- _Problem to work on_
All of the data below is to be copied again without changes.

Collection entries:
════
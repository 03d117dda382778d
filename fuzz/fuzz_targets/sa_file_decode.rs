// Copyright 2025-present Harīṣh Tummalachērla
// SPDX-License-Identifier: Apache-2.0

//! Fuzz target for decoding suffix array files.
//!
//! Suffix array files come from other tools. Decoding garbage must return
//! Err, and whatever decodes must verify or fail cleanly against any text.

#![no_main]

use libfuzzer_sys::fuzz_target;
use savera::sa_file::{decode_suffix_array, IndexWidth, StoredSuffixArray};
use savera::verify_suffix_array;

fuzz_target!(|data: &[u8]| {
    let (text, raw) = data.split_at(data.len() / 3);

    for width in [IndexWidth::W32, IndexWidth::W64] {
        let Ok(stored) = decode_suffix_array(raw, width) else {
            assert_ne!(raw.len() % width.bytes(), 0, "aligned input must decode");
            continue;
        };
        let _ = match &stored {
            StoredSuffixArray::U32(sa) => verify_suffix_array(text, sa),
            StoredSuffixArray::U64(sa) => verify_suffix_array(text, sa),
        };
    }
});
════
- _Exercise result_
repository 03d117dda382778d
filename fuzz/fuzz_targets/sa_file_decode.rs
// Copyright 2025-present Harīṣh Tummalachērla
// SPDX-License-Identifier: Apache-2.0

//! Fuzz target for decoding suffix array files.
//!
//! Suffix array files come from other tools. Decoding garbage must return
//! Err, and whatever decodes must verify or fail cleanly against any text.

#![no_main]

use libfuzzer_sys::fuzz_target;
use savera::sa_file::{decode_suffix_array, IndexWidth, StoredSuffixArray};
use savera::verify_suffix_array;

fuzz_target!(|data: &[u8]| {
    let (text, raw) = data.split_at(data.len() / 3);

    for width in [IndexWidth::W32, IndexWidth::W64] {
        let Ok(stored) = decode_suffix_array(raw, width) else {
            assert_ne!(raw.len() % width.bytes(), 0, "aligned input must decode");
            continue;
        };
        let _ = match &stored {
            StoredSuffixArray::U32(sa) => verify_suffix_array(text, sa),
            StoredSuffixArray::U64(sa) => verify_suffix_array(text, sa),
        };
    }
});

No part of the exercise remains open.